All you're really interested in is the "B=" and the ";" and whatever's between them, so why match the rest of the string? The only reason you have to do that is so you can replace the whole string with the contents of the capturing group. But why bother doing that if you can access contents of the group directly? Here's a demonstration (in Java, because I can't tell what language you're using):
String s = "A=abc;B=def_3%^123+-;C=123;";
Pattern p = Pattern.compile("B=(.*?);");
Matcher m = p.matcher(s);
if (m.find())
{
System.out.println(m.group(1));
}
Why do a 'replace' when a 'find' is so much more straightforward?
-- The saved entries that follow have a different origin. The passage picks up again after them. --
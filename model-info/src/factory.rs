//! Caching façade over [`ProviderRegistry`].
//!
//! Two call conventions share one code path: the `*_or_fail` methods return
//! [`ModelInfoError`], the plain ones log it and return an empty list or `None`.
//! Only successful lookups are written to the cache.

use std::sync::Arc;
use std::time::Duration;

use serde::de::DeserializeOwned;
use serde::Serialize;

use crate::cache::{Cache, NullCache};
use crate::error::ModelInfoError;
use crate::model::{ModelInfo, ModelProvider};
use crate::providers::{ModelInfoProvider, CATALOG_CACHE_SEGMENT};
use crate::registry::ProviderRegistry;

/// Default prefix of every cache key written by the factory.
pub const DEFAULT_CACHE_NAMESPACE: &str = "model-info";

/// Looks up models through a [`ProviderRegistry`], remembering results in a [`Cache`].
///
/// Each lookup does at most one cache read and one cache write. Cache failures are
/// logged and treated as a miss or a skipped write; they never fail a lookup.
pub struct ModelInfoFactory {
    registry: ProviderRegistry,
    cache: Arc<dyn Cache>,
    namespace: String,
    ttl: Option<Duration>,
}

impl ModelInfoFactory {
    pub fn new(registry: ProviderRegistry, cache: Arc<dyn Cache>) -> Self {
        Self {
            registry,
            cache,
            namespace: DEFAULT_CACHE_NAMESPACE.to_string(),
            ttl: None,
        }
    }

    /// Given adapters and no cache.
    pub fn with_adapters(adapters: Vec<Arc<dyn ModelInfoProvider>>) -> Self {
        Self::new(ProviderRegistry::new(adapters), Arc::new(NullCache))
    }

    pub fn with_namespace(mut self, namespace: impl Into<String>) -> Self {
        self.namespace = namespace.into();
        self
    }

    /// TTL applied to every cache write; `None` keeps entries until flushed.
    pub fn with_ttl(mut self, ttl: Option<Duration>) -> Self {
        self.ttl = ttl;
        self
    }

    pub fn registry(&self) -> &ProviderRegistry {
        &self.registry
    }

    pub fn namespace(&self) -> &str {
        &self.namespace
    }

    /// `"<namespace>.models.<provider>"`
    pub fn models_cache_key(&self, provider: ModelProvider) -> String {
        format!("{}.models.{}", self.namespace, provider)
    }

    /// `"<namespace>.model-info.<provider>.<model>"`
    pub fn model_info_cache_key(&self, provider: ModelProvider, model: &str) -> String {
        format!("{}.model-info.{}.{}", self.namespace, provider, model)
    }

    async fn cached<T: DeserializeOwned>(&self, key: &str) -> Option<T> {
        let value = self.cache.get(key).await?;
        match serde_json::from_value(value) {
            Ok(hit) => {
                tracing::debug!(key, "model info cache hit");
                Some(hit)
            }
            Err(e) => {
                tracing::warn!(key, error = %e, "ignoring undecodable model info cache entry");
                None
            }
        }
    }

    async fn remember<T: Serialize + Sync>(&self, key: &str, value: &T) {
        let value = match serde_json::to_value(value) {
            Ok(v) => v,
            Err(e) => {
                tracing::warn!(key, error = %e, "failed to encode model info for cache");
                return;
            }
        };
        if let Err(e) = self.cache.set(key, value, self.ttl).await {
            tracing::warn!(key, error = %e, "failed to write model info cache");
        }
    }

    /// Model names for `provider`, from cache or the first supporting adapter.
    pub async fn get_models_or_fail(&self, provider: ModelProvider) -> Result<Vec<String>, ModelInfoError> {
        let key = self.models_cache_key(provider);
        if let Some(models) = self.cached(&key).await {
            return Ok(models);
        }
        tracing::debug!(key = %key, "model info cache miss");
        let models = self.registry.models_or_fail(provider).await?;
        self.remember(&key, &models).await;
        Ok(models)
    }

    pub async fn get_model_info_or_fail(
        &self,
        provider: ModelProvider,
        model: &str,
    ) -> Result<ModelInfo, ModelInfoError> {
        let key = self.model_info_cache_key(provider, model);
        if let Some(info) = self.cached(&key).await {
            return Ok(info);
        }
        tracing::debug!(key = %key, "model info cache miss");
        let info = self.registry.model_info_or_fail(provider, model).await?;
        self.remember(&key, &info).await;
        Ok(info)
    }

    /// Never fails; any [`ModelInfoError`] becomes an empty list.
    pub async fn get_models(&self, provider: ModelProvider) -> Vec<String> {
        match self.get_models_or_fail(provider).await {
            Ok(models) => models,
            Err(e) => {
                tracing::warn!(provider = %provider, error = %e, "model list unavailable");
                Vec::new()
            }
        }
    }

    /// Never fails; any [`ModelInfoError`] becomes `None`.
    pub async fn get_model_info(&self, provider: ModelProvider, model: &str) -> Option<ModelInfo> {
        match self.get_model_info_or_fail(provider, model).await {
            Ok(info) => Some(info),
            Err(e) => {
                tracing::warn!(provider = %provider, model, error = %e, "model info unavailable");
                None
            }
        }
    }

    /// Drops every model list, model info entry and cached LiteLLM catalog under this
    /// namespace, so the next lookup goes upstream.
    ///
    /// Returns false when the cache reported a failure (already logged).
    pub async fn flush_cache(&self) -> bool {
        let mut flushed = true;
        for prefix in [
            format!("{}.models.", self.namespace),
            format!("{}.model-info.", self.namespace),
            format!("{}.{}", self.namespace, CATALOG_CACHE_SEGMENT),
        ] {
            if let Err(e) = self.cache.delete_prefix(&prefix).await {
                tracing::warn!(prefix = %prefix, error = %e, "failed to flush model info cache");
                flushed = false;
            }
        }
        flushed
    }
}

impl Default for ModelInfoFactory {
    /// Default adapters, no cache.
    fn default() -> Self {
        Self::new(ProviderRegistry::default(), Arc::new(NullCache))
    }
}

#[cfg(test)]
mod tests {
    use serde_json::json;

    use super::*;
    use crate::cache::InMemoryCache;
    use crate::http::HttpResponse;
    use crate::model::ModelType;
    use crate::providers::{CustomProvider, XaiProvider, XAI_BASE_URL};
    use crate::test_support::MockHttpClient;

    fn grok() -> String {
        json!({
            "id": "grok-2-1212",
            "input_modalities": ["text"],
            "prompt_text_token_price": 20000,
            "completion_text_token_price": 100000
        })
        .to_string()
    }

    fn xai_factory(client: Arc<MockHttpClient>, cache: InMemoryCache) -> ModelInfoFactory {
        let registry = ProviderRegistry::new(vec![Arc::new(XaiProvider::with_client(
            XAI_BASE_URL,
            "k",
            client,
        ))]);
        ModelInfoFactory::new(registry, Arc::new(cache)).with_namespace("test")
    }

    #[test]
    fn cache_keys() {
        let factory = ModelInfoFactory::with_adapters(vec![]).with_namespace("cortex");
        assert_eq!(factory.models_cache_key(ModelProvider::Ollama), "cortex.models.ollama");
        assert_eq!(
            factory.model_info_cache_key(ModelProvider::XAI, "grok-2"),
            "cortex.model-info.xai.grok-2"
        );
        assert_eq!(ModelInfoFactory::with_adapters(vec![]).namespace(), DEFAULT_CACHE_NAMESPACE);
    }

    /// **Scenario**: the second lookup is served from cache without an adapter call.
    #[tokio::test]
    async fn second_lookup_hits_cache() {
        let client = Arc::new(MockHttpClient::new(vec![HttpResponse::ok(grok())]));
        let cache = InMemoryCache::new();
        let factory = xai_factory(client.clone(), cache.clone());

        let first = factory
            .get_model_info_or_fail(ModelProvider::XAI, "grok-2-1212")
            .await
            .unwrap();
        let second = factory
            .get_model_info_or_fail(ModelProvider::XAI, "grok-2-1212")
            .await
            .unwrap();

        assert_eq!(first, second);
        assert_eq!(client.calls(), 1);
        assert!(cache.has("test.model-info.xai.grok-2-1212").await);
    }

    #[tokio::test]
    async fn models_are_cached_as_names() {
        let body = json!({ "models": [serde_json::from_str::<serde_json::Value>(&grok()).unwrap()] });
        let client = Arc::new(MockHttpClient::new(vec![HttpResponse::ok(body.to_string())]));
        let cache = InMemoryCache::new();
        let factory = xai_factory(client.clone(), cache.clone());

        assert_eq!(factory.get_models(ModelProvider::XAI).await, vec!["grok-2-1212"]);
        assert_eq!(factory.get_models(ModelProvider::XAI).await, vec!["grok-2-1212"]);
        assert_eq!(client.calls(), 1);
        assert_eq!(cache.get("test.models.xai").await, Some(json!(["grok-2-1212"])));
    }

    /// **Scenario**: a cache hit never reaches the adapter, even for a provider it cannot serve.
    #[tokio::test]
    async fn hit_bypasses_adapters() {
        let cache = InMemoryCache::new();
        cache
            .set("model-info.models.groq", json!(["llama-3.3-70b"]), None)
            .await
            .unwrap();
        let factory = ModelInfoFactory::new(ProviderRegistry::new(vec![]), Arc::new(cache));

        assert_eq!(
            factory.get_models_or_fail(ModelProvider::Groq).await.unwrap(),
            vec!["llama-3.3-70b"]
        );
    }

    /// **Scenario**: failures are not cached; the next call after recovery succeeds.
    #[tokio::test]
    async fn failures_are_not_cached() {
        let client = Arc::new(MockHttpClient::new(vec![
            HttpResponse::status(503),
            HttpResponse::ok(grok()),
        ]));
        let cache = InMemoryCache::new();
        let factory = xai_factory(client.clone(), cache.clone());

        assert!(factory
            .get_model_info(ModelProvider::XAI, "grok-2-1212")
            .await
            .is_none());
        assert!(cache.is_empty().await);

        let info = factory
            .get_model_info(ModelProvider::XAI, "grok-2-1212")
            .await
            .unwrap();
        assert_eq!(info.model_type, ModelType::Chat);
        assert_eq!(client.calls(), 2);
    }

    #[tokio::test]
    async fn safe_api_swallows_every_error() {
        let client = Arc::new(MockHttpClient::failing("connection refused"));
        let factory = xai_factory(client, InMemoryCache::new());

        assert!(factory.get_models(ModelProvider::XAI).await.is_empty());
        assert!(factory.get_models(ModelProvider::Custom).await.is_empty());
        assert!(factory.get_model_info(ModelProvider::XAI, "grok").await.is_none());

        let err = factory.get_models_or_fail(ModelProvider::XAI).await.unwrap_err();
        assert!(matches!(err, ModelInfoError::FetchFailed { .. }));
        let err = factory.get_models_or_fail(ModelProvider::Custom).await.unwrap_err();
        assert!(matches!(err, ModelInfoError::UnsupportedProvider(ModelProvider::Custom)));
    }

    #[tokio::test]
    async fn undecodable_entry_is_a_miss() {
        let cache = InMemoryCache::new();
        cache
            .set("model-info.model-info.custom.house", json!("garbage"), None)
            .await
            .unwrap();
        let adapter = CustomProvider::new(vec![ModelInfo::new("house", ModelProvider::Custom, ModelType::Chat)]);
        let factory =
            ModelInfoFactory::new(ProviderRegistry::new(vec![Arc::new(adapter)]), Arc::new(cache.clone()));

        let info = factory
            .get_model_info_or_fail(ModelProvider::Custom, "house")
            .await
            .unwrap();
        assert_eq!(info.name, "house");
        assert_eq!(
            cache.get("model-info.model-info.custom.house").await.unwrap()["name"],
            json!("house")
        );
    }

    #[tokio::test]
    async fn flush_removes_only_own_entries() {
        let cache = InMemoryCache::new();
        cache.set("test.models.xai", json!([]), None).await.unwrap();
        cache.set("test.model-info.xai.grok", json!({}), None).await.unwrap();
        cache.set("test.litellm.catalog", json!({}), None).await.unwrap();
        cache.set("other.models.xai", json!([]), None).await.unwrap();
        cache.set("other.litellm.catalog", json!({}), None).await.unwrap();
        let factory = xai_factory(Arc::new(MockHttpClient::new(vec![])), cache.clone());

        assert!(factory.flush_cache().await);

        assert!(!cache.has("test.models.xai").await);
        assert!(!cache.has("test.model-info.xai.grok").await);
        assert!(!cache.has("test.litellm.catalog").await);
        assert!(cache.has("other.models.xai").await);
        assert!(cache.has("other.litellm.catalog").await);
    }

    #[tokio::test]
    async fn ttl_applies_to_writes() {
        let adapter = CustomProvider::new(vec![ModelInfo::new("house", ModelProvider::Custom, ModelType::Chat)]);
        let cache = InMemoryCache::new();
        let factory = ModelInfoFactory::new(ProviderRegistry::new(vec![Arc::new(adapter)]), Arc::new(cache.clone()))
            .with_ttl(Some(Duration::from_millis(30)));

        factory.get_models(ModelProvider::Custom).await;
        assert!(cache.has("model-info.models.custom").await);
        tokio::time::sleep(Duration::from_millis(60)).await;
        assert!(!cache.has("model-info.models.custom").await);
    }
}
Probably because your API makes it easier; that's why we do it in Java. Java has several regex-oriented convenience methods in its String class: replaceAll()
, replaceFirst()
, split()
, and matches()
(which returns true
iff the regex matches the whole string), but not find()
. And there's no convenience method for accessing capturing groups, either. We can't match the elegance of Perl one-liners like this:
print $1 if 'A=abc;B=def_3%^123+-;C=123;' =~ /B=(.*?);/;
...so we content ourselves with hacks like this:
System.out.println("A=abc;B=def_3%^123+-;C=123;"
.replaceFirst(".+B=(.*?);.+", "$1"));
Just to be clear, I'm not saying not to use these hacks, or that there's anything wrong with Evan's answer--there isn't. I just think we should understand why we use them, and what trade-offs we're making when we do.